━━ Records to use

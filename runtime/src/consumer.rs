//! Reply and event consumers.
//!
//! Both consumers share one runner: it follows the connection manager's
//! channel announcements, subscribes on every new channel and hands each
//! delivery to its handler on a bounded pool of tasks. A slow delivery never
//! holds up the next one, and stopping the consumer waits for the deliveries
//! already being handled.

use crate::connection::ActiveChannel;
use crate::metrics::ConsumerMetrics;
use crate::registry::CorrelationRegistry;
use futures::{Stream, StreamExt};
use shardlink_core::broker::{BrokerError, Delivery, DeliveryStream, MessageProperties, QueueSpec};
use shardlink_core::codec::{decode_body, decode_event, inflate_to_string, is_compressed};
use shardlink_core::event::ShardEvent;
use shardlink_core::response::{ReplyStatus, ResponseOutcome};
use std::collections::BTreeSet;
use std::future::Future;
use std::pin::Pin;
use std::sync::Arc;
use tokio::sync::{Semaphore, mpsc, watch};
use tokio::task::{JoinHandle, JoinSet};

/// Decoded broadcast events, in the order their deliveries were handled.
///
/// Ends once the client shuts down.
pub type EventStream = Pin<Box<dyn Stream<Item = ShardEvent> + Send>>;

/// Subscription state of a consumer.
#[derive(Debug, Clone, PartialEq, Eq)]
enum Registration {
    Pending,
    Active(u64),
    Failed(u64, BrokerError),
}

/// What a consumer does with a channel and with each delivery.
pub(crate) trait DeliveryHandler: Send + Sync + 'static {
    /// Name used in logs.
    const NAME: &'static str;

    /// Start consuming on `active`.
    fn subscribe<'a>(
        &'a self,
        active: &'a ActiveChannel,
    ) -> impl Future<Output = Result<DeliveryStream, BrokerError>> + Send + 'a;

    /// Handle one delivery.
    fn handle(self: Arc<Self>, delivery: Delivery) -> impl Future<Output = ()> + Send;
}

/// A running consumer. Dropping the handle stops it without waiting.
pub struct ConsumerHandle {
    name: &'static str,
    shutdown: watch::Sender<bool>,
    registration: watch::Receiver<Registration>,
    task: Option<JoinHandle<()>>,
}

impl ConsumerHandle {
    /// Wait until the consumer has subscribed on channel `generation` or a
    /// later one.
    ///
    /// # Errors
    ///
    /// Returns the subscription error if subscribing on that channel failed,
    /// or [`BrokerError::ChannelUnavailable`] if the consumer has stopped.
    pub async fn registered(&self, generation: u64) -> Result<(), BrokerError> {
        let mut registration = self.registration.clone();
        let state = registration
            .wait_for(|state| match state {
                Registration::Pending => false,
                Registration::Active(g) | Registration::Failed(g, _) => *g >= generation,
            })
            .await
            .map_err(|_| BrokerError::ChannelUnavailable)?
            .clone();

        match state {
            Registration::Failed(_, e) => Err(e),
            Registration::Pending | Registration::Active(_) => Ok(()),
        }
    }

    /// Stop consuming and wait for in-flight deliveries to be handled.
    pub async fn stop(mut self) {
        self.shutdown.send_replace(true);
        if let Some(task) = self.task.take() {
            if let Err(e) = task.await {
                tracing::warn!(consumer = self.name, error = %e, "Consumer task failed");
            }
        }
    }
}

impl Drop for ConsumerHandle {
    fn drop(&mut self) {
        self.shutdown.send_replace(true);
    }
}

/// Spawn a consumer that follows `channels` and handles at most
/// `concurrency` deliveries at once.
pub(crate) fn spawn_consumer<H: DeliveryHandler>(
    handler: Arc<H>,
    channels: watch::Receiver<Option<ActiveChannel>>,
    concurrency: usize,
) -> ConsumerHandle {
    let (shutdown, shutdown_rx) = watch::channel(false);
    let (registered, registration) = watch::channel(Registration::Pending);
    let task = tokio::spawn(run(handler, channels, shutdown_rx, registered, concurrency));

    ConsumerHandle {
        name: H::NAME,
        shutdown,
        registration,
        task: Some(task),
    }
}

async fn run<H: DeliveryHandler>(
    handler: Arc<H>,
    mut channels: watch::Receiver<Option<ActiveChannel>>,
    mut shutdown: watch::Receiver<bool>,
    registered: watch::Sender<Registration>,
    concurrency: usize,
) {
    let permits = Arc::new(Semaphore::new(concurrency));
    let mut in_flight = JoinSet::new();
    let mut generation = 0;

    'channels: loop {
        let active = tokio::select! {
            biased;
            () = wait_shutdown(&mut shutdown) => break,
            next = next_channel(&mut channels, generation) => match next {
                Some(active) => active,
                None => break,
            },
        };
        generation = active.generation;

        let mut deliveries = match handler.subscribe(&active).await {
            Ok(deliveries) => deliveries,
            Err(e) => {
                tracing::warn!(
                    consumer = H::NAME,
                    generation,
                    error = %e,
                    "Failed to subscribe, waiting for the next channel"
                );
                registered.send_replace(Registration::Failed(generation, e));
                continue;
            },
        };
        tracing::info!(consumer = H::NAME, generation, "Consumer registered");
        registered.send_replace(Registration::Active(generation));

        loop {
            tokio::select! {
                biased;
                () = wait_shutdown(&mut shutdown) => break 'channels,
                changed = channels.changed() => {
                    if changed.is_err() {
                        break 'channels;
                    }
                    let current = channels.borrow().as_ref().map(|active| active.generation);
                    if current != Some(generation) {
                        continue 'channels;
                    }
                },
                delivery = deliveries.next() => match delivery {
                    Some(Ok(delivery)) => {
                        let Ok(permit) = Arc::clone(&permits).acquire_owned().await else {
                            break 'channels;
                        };
                        let handler = Arc::clone(&handler);
                        in_flight.spawn(async move {
                            handler.handle(delivery).await;
                            drop(permit);
                        });
                    },
                    Some(Err(e)) => {
                        tracing::warn!(consumer = H::NAME, error = %e, "Delivery failed");
                    },
                    None => {
                        tracing::debug!(
                            consumer = H::NAME,
                            generation,
                            "Delivery stream ended, waiting for the next channel"
                        );
                        continue 'channels;
                    },
                },
            }

            while let Some(result) = in_flight.try_join_next() {
                log_join_error(H::NAME, result);
            }
        }
    }

    while let Some(result) = in_flight.join_next().await {
        log_join_error(H::NAME, result);
    }
    tracing::info!(consumer = H::NAME, "Consumer stopped");
}

/// The first announced channel newer than `after`, or `None` once the
/// connection manager is gone.
async fn next_channel(
    channels: &mut watch::Receiver<Option<ActiveChannel>>,
    after: u64,
) -> Option<ActiveChannel> {
    loop {
        {
            let current = channels.borrow_and_update();
            if let Some(active) = current.as_ref().filter(|active| active.generation > after) {
                return Some(active.clone());
            }
        }
        if channels.changed().await.is_err() {
            return None;
        }
    }
}

async fn wait_shutdown(shutdown: &mut watch::Receiver<bool>) {
    loop {
        let stopping = *shutdown.borrow_and_update();
        if stopping || shutdown.changed().await.is_err() {
            return;
        }
    }
}

fn log_join_error(consumer: &'static str, result: Result<(), tokio::task::JoinError>) {
    if let Err(e) = result {
        tracing::error!(consumer, error = %e, "Delivery handler panicked");
    }
}

/// Fulfills pending requests from the reply queue.
pub(crate) struct ReplyHandler {
    registry: Arc<CorrelationRegistry>,
}

impl ReplyHandler {
    pub(crate) const fn new(registry: Arc<CorrelationRegistry>) -> Self {
        Self { registry }
    }
}

impl DeliveryHandler for ReplyHandler {
    const NAME: &'static str = "reply";

    fn subscribe<'a>(
        &'a self,
        active: &'a ActiveChannel,
    ) -> impl Future<Output = Result<DeliveryStream, BrokerError>> + Send + 'a {
        active.channel.consume(&active.reply_queue)
    }

    fn handle(self: Arc<Self>, delivery: Delivery) -> impl Future<Output = ()> + Send {
        async move {
            let MessageProperties {
                correlation_id,
                kind,
                content_type,
                ..
            } = delivery.properties;

            let Some(key) = correlation_id else {
                tracing::debug!("Dropping reply without a correlation id");
                return;
            };
            if !self.registry.contains(&key) {
                ConsumerMetrics::record_late_reply();
                tracing::debug!(correlation_id = %key, "Dropping reply for an unknown or expired request");
                return;
            }

            let outcome = match ReplyStatus::parse(kind.as_deref()) {
                ReplyStatus::Ok => decode_reply(content_type, delivery.body).await,
                ReplyStatus::NotFound => ResponseOutcome::NotFound,
                other => ResponseOutcome::unexpected_status(&other),
            };

            tracing::debug!(correlation_id = %key, outcome = outcome.label(), "Reply received");
            if !self.registry.fulfill(&key, outcome) {
                // Timed out while the body was being decoded.
                ConsumerMetrics::record_late_reply();
            }
        }
    }
}

async fn decode_reply(content_type: Option<String>, body: Vec<u8>) -> ResponseOutcome {
    let decoded = if is_compressed(content_type.as_deref()) {
        match tokio::task::spawn_blocking(move || inflate_to_string(&body)).await {
            Ok(decoded) => decoded,
            Err(e) => return ResponseOutcome::Failure(format!("decoding task failed: {e}")),
        }
    } else {
        decode_body(content_type.as_deref(), &body)
    };

    match decoded {
        Ok(payload) => ResponseOutcome::Success(payload),
        Err(e) => ResponseOutcome::Failure(format!("undecodable reply: {e}")),
    }
}

/// Decodes broadcast events into the event stream.
pub(crate) struct EventHandler {
    exchange: String,
    binding_key: String,
    names: BTreeSet<String>,
    sender: mpsc::Sender<ShardEvent>,
}

impl EventHandler {
    /// Bind to `exchange` with `binding_weight` and forward events named in
    /// `names` (all events when empty) to `sender`.
    pub(crate) fn new(
        exchange: impl Into<String>,
        binding_weight: u32,
        names: BTreeSet<String>,
        sender: mpsc::Sender<ShardEvent>,
    ) -> Self {
        Self {
            exchange: exchange.into(),
            binding_key: binding_weight.to_string(),
            names,
            sender,
        }
    }

    fn wanted(&self, event: &ShardEvent) -> bool {
        self.names.is_empty()
            || event
                .event
                .name
                .as_ref()
                .is_some_and(|name| self.names.contains(name))
    }
}

impl DeliveryHandler for EventHandler {
    const NAME: &'static str = "event";

    fn subscribe<'a>(
        &'a self,
        active: &'a ActiveChannel,
    ) -> impl Future<Output = Result<DeliveryStream, BrokerError>> + Send + 'a {
        async move {
            let queue = active.channel.declare_queue(QueueSpec::event_queue()).await?;
            active
                .channel
                .bind_queue(&queue, &self.exchange, &self.binding_key)
                .await?;
            tracing::debug!(
                queue = %queue,
                exchange = %self.exchange,
                binding_key = %self.binding_key,
                "Event queue bound"
            );
            active.channel.consume(&queue).await
        }
    }

    fn handle(self: Arc<Self>, delivery: Delivery) -> impl Future<Output = ()> + Send {
        async move {
            let content_type = delivery.properties.content_type;
            let body = delivery.body;
            let decoded = tokio::task::spawn_blocking(move || {
                let result = decode_event(content_type.as_deref(), &body);
                (result, body)
            })
            .await;

            let envelope = match decoded {
                Ok((Ok(envelope), _)) => envelope,
                Ok((Err(e), body)) => {
                    ConsumerMetrics::record_event_decode_failure();
                    tracing::error!(
                        error = %e,
                        body = %String::from_utf8_lossy(&body),
                        "Dropping undecodable event"
                    );
                    return;
                },
                Err(e) => {
                    ConsumerMetrics::record_event_decode_failure();
                    tracing::error!(error = %e, "Event decoding task failed");
                    return;
                },
            };

            let Some(event) = envelope.into_shard_event() else {
                tracing::debug!("Dropping event envelope without an event");
                return;
            };
            if !self.wanted(&event) {
                tracing::debug!(name = ?event.event.name, "Dropping filtered event");
                return;
            }

            ConsumerMetrics::record_event();
            if self.sender.send(event).await.is_err() {
                tracing::debug!("Event stream dropped, discarding event");
            }
        }
    }
}

/// Expose the receiving end of the event channel as an [`EventStream`].
pub(crate) fn event_stream(mut receiver: mpsc::Receiver<ShardEvent>) -> EventStream {
    Box::pin(async_stream::stream! {
        while let Some(event) = receiver.recv().await {
            yield event;
        }
    })
}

━━━━

Search the listing above for the lines with "Registration::Active(g) | Registration::Failed(g, _)" and "Registration::Pending | Registration::Active(_)", then output those lines and all lines between them exactly.

§ **Finished task**:
                Registration::Active(g) | Registration::Failed(g, _) => *g >= generation,
            })
            .await
            .map_err(|_| BrokerError::ChannelUnavailable)?
            .clone();

        match state {
            Registration::Failed(_, e) => Err(e),
            Registration::Pending | Registration::Active(_) => Ok(()),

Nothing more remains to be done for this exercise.